--- Excerpted data Enclosed Below ---

// UI layer: the numbered text menu. Input comes through the `Prompt`
// trait (dialoguer on a real terminal, plain line reads otherwise) and all
// output goes to a caller-supplied writer, which keeps the loop testable.

use crate::api::{ArticleSource, SearchResult};
use crate::config::Settings;
use crate::display::display_article;
use anyhow::{Context, Result};
use dialoguer::Input;
use indicatif::{ProgressBar, ProgressStyle};
use std::io::{self, BufRead, Write};
use std::time::Duration;

/// Source of user input, one line at a time.
pub trait Prompt {
    /// Show `prompt` and read a line without its trailing newline.
    /// `Ok(None)` means the input is exhausted.
    fn read_line(&mut self, prompt: &str) -> io::Result<Option<String>>;
}

/// Interactive prompt backed by `dialoguer`, used when stdin is a TTY.
pub struct TermPrompt;

impl Prompt for TermPrompt {
    fn read_line(&mut self, prompt: &str) -> io::Result<Option<String>> {
        let line: String = Input::new()
            .with_prompt(prompt)
            .allow_empty(true)
            .interact_text()?;
        Ok(Some(line))
    }
}

/// Line-oriented prompt over any reader. Prompts are echoed to `echo`.
pub struct LinePrompt<R, W> {
    reader: R,
    echo: W,
}

impl<R: BufRead, W: Write> LinePrompt<R, W> {
    pub fn new(reader: R, echo: W) -> Self {
        LinePrompt { reader, echo }
    }
}

impl<R: BufRead, W: Write> Prompt for LinePrompt<R, W> {
    fn read_line(&mut self, prompt: &str) -> io::Result<Option<String>> {
        write!(self.echo, "{prompt}: ")?;
        self.echo.flush()?;
        let mut line = String::new();
        if self.reader.read_line(&mut line)? == 0 {
            return Ok(None);
        }
        Ok(Some(line.trim_end_matches(&['\r', '\n'][..]).to_string()))
    }
}

/// What the menu does after an action finishes.
#[derive(Debug, Clone, Copy, PartialEq, Eq)]
enum Flow {
    Continue,
    /// Input ran out inside a sub-prompt.
    Exit,
}

/// Main menu loop. Runs until the user picks "Exit" or input runs out.
///
/// Lookups never fail from the loop's point of view: the `ArticleSource`
/// already turned errors into "not found". Only terminal I/O errors are
/// returned.
pub fn main_menu<S, P, W>(api: &S, prompt: &mut P, out: &mut W, settings: &Settings) -> Result<()>
where
    S: ArticleSource,
    P: Prompt,
    W: Write,
{
    loop {
        writeln!(out)?;
        writeln!(out, "Wikipedia Content Fetcher")?;
        writeln!(out, "1. Search for a page")?;
        writeln!(out, "2. Get page by exact title")?;
        writeln!(out, "3. Get random article")?;
        writeln!(out, "4. Exit")?;
        writeln!(out)?;
        out.flush()?;

        let Some(choice) = prompt.read_line("Enter your choice (1-4)")? else {
            break;
        };

        let flow = match choice.trim() {
            "1" => handle_search(api, prompt, out, settings)?,
            "2" => handle_title(api, prompt, out, settings)?,
            "3" => {
                let article = with_spinner("Fetching a random article...", || api.fetch_random());
                display_article(out, &article, settings.width)?;
                Flow::Continue
            }
            "4" => break,
            _ => {
                writeln!(out, "Invalid choice. Please try again.")?;
                Flow::Continue
            }
        };
        if flow == Flow::Exit {
            break;
        }
    }
    writeln!(out, "Goodbye!")?;
    out.flush()?;
    Ok(())
}

/// Search, list the hits and optionally show one of them.
fn handle_search<S, P, W>(api: &S, prompt: &mut P, out: &mut W, settings: &Settings) -> Result<Flow>
where
    S: ArticleSource,
    P: Prompt,
    W: Write,
{
    let Some(query) = prompt.read_line("Enter search query")? else {
        return Ok(Flow::Exit);
    };
    let results = with_spinner("Searching...", || api.search(&query, settings.search_limit));

    if results.is_empty() {
        writeln!(out, "No results found.")?;
        return Ok(Flow::Continue);
    }

    writeln!(out)?;
    writeln!(out, "Search results:")?;
    for (i, result) in results.iter().enumerate() {
        writeln!(out, "{}. {}", i + 1, result.title)?;
    }
    writeln!(out)?;
    out.flush()?;

    let Some(selection) = prompt.read_line("Enter number to view content (or press Enter to skip)")?
    else {
        return Ok(Flow::Exit);
    };
    if let Some(picked) = pick_result(&results, &selection) {
        let article = with_spinner("Loading article...", || api.fetch_by_title(&picked.title));
        display_article(out, &article, settings.width)?;
    }
    Ok(Flow::Continue)
}

fn handle_title<S, P, W>(api: &S, prompt: &mut P, out: &mut W, settings: &Settings) -> Result<Flow>
where
    S: ArticleSource,
    P: Prompt,
    W: Write,
{
    let Some(title) = prompt.read_line("Enter exact page title")? else {
        return Ok(Flow::Exit);
    };
    let article = with_spinner("Loading article...", || api.fetch_by_title(&title));
    display_article(out, &article, settings.width)?;
    Ok(Flow::Continue)
}

/// True when `err` comes from a read cut short by Ctrl-C.
pub fn is_interrupted(err: &anyhow::Error) -> bool {
    err.chain().any(|cause| {
        cause
            .downcast_ref::<io::Error>()
            .is_some_and(|e| e.kind() == io::ErrorKind::Interrupted)
    })
}

/// Make SIGINT end the session with status 0 wherever it arrives: between
/// prompts, during a request, or while a piped read blocks.
pub fn install_interrupt_handler() -> Result<()> {
    ctrlc::set_handler(|| {
        eprintln!();
        log::debug!("Interrupted, exiting");
        std::process::exit(0);
    })
    .context("Failed to install Ctrl-C handler")
}

/// A 1-based index typed by the user, digits only. Anything else is a skip.
fn pick_result<'a>(results: &'a [SearchResult], selection: &str) -> Option<&'a SearchResult> {
    let selection = selection.trim();
    if selection.is_empty() || !selection.chars().all(|c| c.is_ascii_digit()) {
        return None;
    }
    let index: usize = selection.parse().ok()?;
    if index == 0 {
        return None;
    }
    results.get(index - 1)
}

/// Run `work` while a spinner is shown on stderr. indicatif hides the
/// spinner when stderr is not a terminal.
fn with_spinner<T>(message: &str, work: impl FnOnce() -> T) -> T {
    let spinner = ProgressBar::new_spinner();
    if let Ok(style) = ProgressStyle::with_template("{spinner} {msg}") {
        spinner.set_style(style);
    }
    spinner.set_message(message.to_string());
    spinner.enable_steady_tick(Duration::from_millis(100));
    let result = work();
    spinner.finish_and_clear();
    result
}
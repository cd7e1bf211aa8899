// Library root
// -----------
// The binary (`main.rs`) wires these modules together into the interactive
// Wikipedia reader.
//
// Module responsibilities:
// - `api`: HTTP calls to the MediaWiki API (search, page by title, random
//   page) and the `ArticleSource` trait the menu talks to.
// - `config`: settings resolved from the environment.
// - `display`: banner + word-wrapped rendering of an article.
// - `error`: classified failures of a single API call.
// - `ui`: the menu loop and the input prompts.
pub mod api;
pub mod config;
pub mod display;
pub mod error;
pub mod ui;
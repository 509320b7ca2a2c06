use axum::http::StatusCode;

#[derive(Debug)]
pub struct AppError {
    pub status: StatusCode,
    pub message: String,
}

impl AppError {
    pub fn bad_request(message: impl Into<String>) -> Self {
        Self {
            status: StatusCode::BAD_REQUEST,
            message: message.into(),
        }
    }

    pub fn not_found(message: impl Into<String>) -> Self {
        Self {
            status: StatusCode::NOT_FOUND,
            message: message.into(),
        }
    }
}

impl axum::response::IntoResponse for AppError {
    fn into_response(self) -> axum::response::Response {
        (self.status, self.message).into_response()
    }
}
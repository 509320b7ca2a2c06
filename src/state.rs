use crate::config::VizConfig;
use crate::models::Entry;
use crate::normalize::prepare_entries;
use std::sync::Arc;
use tracing::info;

/// Read-only working set shared by every request: normalized, sorted entries plus config.
#[derive(Clone)]
pub struct AppState {
    pub entries: Arc<Vec<Entry>>,
    pub config: Arc<VizConfig>,
}

impl AppState {
    pub fn new(raw: Vec<Entry>, config: VizConfig) -> Self {
        let prepared = prepare_entries(&raw);
        info!("prepared {} entries", prepared.sorted.len());
        Self {
            entries: Arc::new(prepared.sorted),
            config: Arc::new(config),
        }
    }
}
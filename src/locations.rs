use crate::models::{Entry, LocationGroup, LocationShare, LocationStats};
use crate::stats::percent_of;
use indexmap::IndexMap;

pub const UNKNOWN_LOCATION: &str = "Unknown";
pub const OTHER_LOCATION: &str = "Other";

/// `NYC · {detail}` when the primary label is the city token and a detail is present.
pub fn location_label(entry: &Entry) -> String {
    let base = entry
        .specific_location
        .as_deref()
        .unwrap_or(UNKNOWN_LOCATION)
        .trim();
    let detail = entry.nyc_location.as_deref().unwrap_or_default().trim();

    if base.eq_ignore_ascii_case("nyc") && !detail.is_empty() {
        return format!("NYC · {detail}");
    }
    if base.is_empty() {
        UNKNOWN_LOCATION.to_string()
    } else {
        base.to_string()
    }
}

/// Visit counts per resolved label, in first-seen order.
pub fn location_counts(entries: &[Entry]) -> IndexMap<String, usize> {
    let mut counts = IndexMap::new();
    for entry in entries {
        *counts.entry(location_label(entry)).or_insert(0) += 1;
    }
    counts
}

pub fn location_stats(entries: &[Entry]) -> LocationStats {
    let total_visits = entries.len();
    let counts = location_counts(entries);

    let mut frequent: Vec<LocationShare> = counts
        .iter()
        .filter(|(_, count)| **count > 1)
        .map(|(label, count)| LocationShare {
            label: label.clone(),
            count: *count,
            percent: percent_of(*count, total_visits),
        })
        .collect();
    frequent.sort_by(|a, b| b.count.cmp(&a.count));

    let single_visit: Vec<String> = counts
        .iter()
        .filter(|(_, count)| **count == 1)
        .map(|(label, _)| label.clone())
        .collect();

    let other = (!single_visit.is_empty()).then(|| LocationShare {
        label: OTHER_LOCATION.to_string(),
        count: single_visit.len(),
        percent: percent_of(single_visit.len(), total_visits),
    });

    LocationStats {
        total_visits,
        frequent,
        single_visit,
        other,
    }
}

/// Every label's entries, largest group first; ties keep first-seen order.
pub fn location_groups(entries: &[Entry]) -> Vec<LocationGroup> {
    let mut grouped: IndexMap<String, Vec<Entry>> = IndexMap::new();
    for entry in entries {
        grouped
            .entry(location_label(entry))
            .or_default()
            .push(entry.clone());
    }

    let mut groups: Vec<LocationGroup> = grouped
        .into_iter()
        .map(|(label, entries)| LocationGroup {
            label,
            count: entries.len(),
            entries,
        })
        .collect();
    groups.sort_by(|a, b| b.count.cmp(&a.count));
    groups
}

pub fn default_location_group(groups: &[LocationGroup]) -> Option<&LocationGroup> {
    groups.first()
}
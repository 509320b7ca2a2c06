use crate::config::WeekReference;
use crate::models::{DayGroup, Entry, WeekGroup};
use crate::normalize::{format_iso_date, parse_date_value};
use crate::stats::round_half_up;
use chrono::{Datelike, Duration, NaiveDate};
use indexmap::IndexMap;

pub fn day_label(date: NaiveDate) -> String {
    date.format("%a, %b %-d").to_string()
}

pub fn week_start(date: NaiveDate) -> NaiveDate {
    date - Duration::days(date.weekday().num_days_from_monday() as i64)
}

pub fn week_number(start: NaiveDate, reference: &WeekReference) -> i64 {
    let weeks = (start - reference.start).num_days() as f64 / 7.0;
    round_half_up(weeks) as i64 + reference.number
}

/// One group per distinct date, ascending. A repeated date+slot keeps the last entry.
pub fn group_by_day(entries: &[Entry]) -> Vec<DayGroup> {
    let mut days: IndexMap<NaiveDate, DayGroup> = IndexMap::new();

    for entry in entries {
        let date = parse_date_value(&entry.date);
        let group = days.entry(date).or_insert_with(|| DayGroup {
            date,
            iso_date: format_iso_date(date),
            label: day_label(date),
            entries: IndexMap::new(),
        });
        if let Some(slot) = entry.time_of_day {
            group.entries.insert(slot, entry.clone());
        }
    }

    let mut groups: Vec<DayGroup> = days.into_values().collect();
    groups.sort_by_key(|group| group.date);
    groups
}

/// Monday-start weeks numbered relative to `reference`; weeks numbered below 1 are dropped.
pub fn group_by_week(entries: &[Entry], reference: &WeekReference) -> Vec<WeekGroup> {
    let mut weeks: IndexMap<NaiveDate, WeekGroup> = IndexMap::new();

    for entry in entries {
        let date = parse_date_value(&entry.date);
        let start = week_start(date);
        let iso_date = format_iso_date(date);
        let group = weeks
            .entry(start)
            .or_insert_with(|| new_week_group(start, reference));

        if !group.days.contains(&iso_date) {
            group.days.push(iso_date.clone());
        }
        if let Some(slot) = entry.time_of_day {
            group.slots.insert((iso_date, slot), entry.clone());
        }
    }

    let mut groups: Vec<WeekGroup> = weeks
        .into_values()
        .filter(|group| group.week_number >= 1)
        .collect();
    groups.sort_by_key(|group| group.start);
    for group in &mut groups {
        group.days.sort();
    }
    groups
}

fn new_week_group(start: NaiveDate, reference: &WeekReference) -> WeekGroup {
    let number = week_number(start, reference);
    WeekGroup {
        start,
        week_start: format_iso_date(start),
        week_end: format_iso_date(start + Duration::days(6)),
        week_number: number,
        label: format!("Week {number}"),
        days: Vec::new(),
        slots: IndexMap::new(),
    }
}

--- End of Enclosed Excerpted data ---

*Task*
Where a line in the material above holds "first", copy that line.

*Task result*
/// Visit counts per resolved label, in first-seen order.
/// Every label's entries, largest group first; ties keep first-seen order.
    groups.first()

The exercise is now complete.